I seriously love today.

Just a few miles from my house, the LA Kings are gearing up for their Stanley Cup victory parade.  I will forever and ever be a Colorado Avalanche fan (you can take the girl out of Colorado…) but there’s something fantastic about being in my adopted home city, celebrating together like this.

And I’m curled up on my couch writing today, the World Cup playing in the background. The world is watching and celebrating. And I’m really sure that if I wanted to, I could walk down my street to one of our local sports bars at noon and watch the game with a bunch of people I don’t know, but who would immediately become great friends.  But I should probably eat lunch before I hit a sports bar, you know?

I’ll be the first person to admit that I am not the most sports-inclined of us all. 

I broke my hand playing soccer when I was younger.  I tore tendons running across a level floor.  God did not grace me with the athletic gene, it would seem.

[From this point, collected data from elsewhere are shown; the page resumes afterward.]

//! Outcome reports mailed to the pusher.
//!
//! The transport sits behind the `Mailer` trait so the pipeline only depends
//! on a `send(to, subject, body)` capability. Send failures are logged and
//! absorbed; they never change a pipeline result that was already decided.

use std::sync::Arc;

use async_trait::async_trait;
use lettre::message::Mailbox;
use lettre::message::header::ContentType;
use lettre::transport::smtp::authentication::Credentials;
use lettre::{AsyncSmtpTransport, AsyncTransport, Message, Tokio1Executor};
use tracing::{debug, error, warn};

use crate::config::EmailConfig;
use crate::error::{HookError, Result};
use crate::webhook::WebhookEvent;

#[async_trait]
pub trait Mailer: Send + Sync {
    async fn send(&self, to: &str, subject: &str, body: &str) -> Result<()>;
}

/// SMTP-backed mailer built from the `[email]` config section.
pub struct SmtpMailer {
    transport: AsyncSmtpTransport<Tokio1Executor>,
    from: Mailbox,
}

impl SmtpMailer {
    /// Builds the mailer when reports are enabled and the transport is fully
    /// configured; returns `None` (with a warning for half-configured setups)
    /// otherwise.
    pub fn from_config(email: &EmailConfig) -> Result<Option<Self>> {
        if !email.sendreports {
            return Ok(None);
        }

        let (Some(sender), Some(smtp)) = (&email.sender, &email.smtp) else {
            warn!("email.sendreports is set but email.sender or email.smtp is missing; reports disabled");
            return Ok(None);
        };

        let from: Mailbox = sender
            .parse()
            .map_err(|e| HookError::ConfigError(format!("Invalid email.sender '{sender}': {e}")))?;

        let mut builder = match (&smtp.username, &smtp.password) {
            (Some(username), Some(password)) => {
                AsyncSmtpTransport::<Tokio1Executor>::relay(&smtp.host)
                    .map_err(|e| HookError::MailError(e.to_string()))?
                    .credentials(Credentials::new(username.clone(), password.clone()))
            }
            // No credentials: plain transport, e.g. a local relay.
            _ => AsyncSmtpTransport::<Tokio1Executor>::builder_dangerous(&smtp.host),
        };
        builder = builder.port(smtp.port);

        Ok(Some(SmtpMailer {
            transport: builder.build(),
            from,
        }))
    }
}

#[async_trait]
impl Mailer for SmtpMailer {
    async fn send(&self, to: &str, subject: &str, body: &str) -> Result<()> {
        let to: Mailbox = to
            .parse()
            .map_err(|e| HookError::MailError(format!("Invalid recipient '{to}': {e}")))?;

        let message = Message::builder()
            .from(self.from.clone())
            .to(to)
            .subject(subject)
            .header(ContentType::TEXT_PLAIN)
            .body(body.to_string())
            .map_err(|e| HookError::MailError(e.to_string()))?;

        self.transport
            .send(message)
            .await
            .map_err(|e| HookError::MailError(e.to_string()))?;
        Ok(())
    }
}

/// Sends outcome reports to the triggering committer.
#[derive(Clone)]
pub struct Notifier {
    mailer: Option<Arc<dyn Mailer>>,
}

impl Notifier {
    pub fn new(mailer: Option<Arc<dyn Mailer>>) -> Self {
        Notifier { mailer }
    }

    /// A notifier that never sends anything.
    pub fn disabled() -> Self {
        Notifier { mailer: None }
    }

    /// No-op unless reports are enabled and the event carries a pusher email.
    pub async fn notify(&self, body: &str, subject: &str, event: &WebhookEvent) {
        let Some(mailer) = &self.mailer else {
            return;
        };
        let Some(to) = &event.pusher_email else {
            return;
        };

        match mailer.send(to, subject, body).await {
            Ok(()) => debug!("Report sent to {}", to),
            Err(e) => error!("Failed to send report to {}: {}", to, e),
        }
    }
}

But I am all about the stories that come out of events like the World Cup.  It’s like the Olympics all over again.  These athletes have been preparing for this moment their entire career – their entire lives.  They have nothing to lose and everything to gain — and they play like it.  Now is not the time to hold back — now’s the time to run that 4 minute mile they’ve been dreaming about their entire lives.   (Mixed metaphor? Maybe.)

There’s also something glorious about a world at war, pausing to play beautifully together.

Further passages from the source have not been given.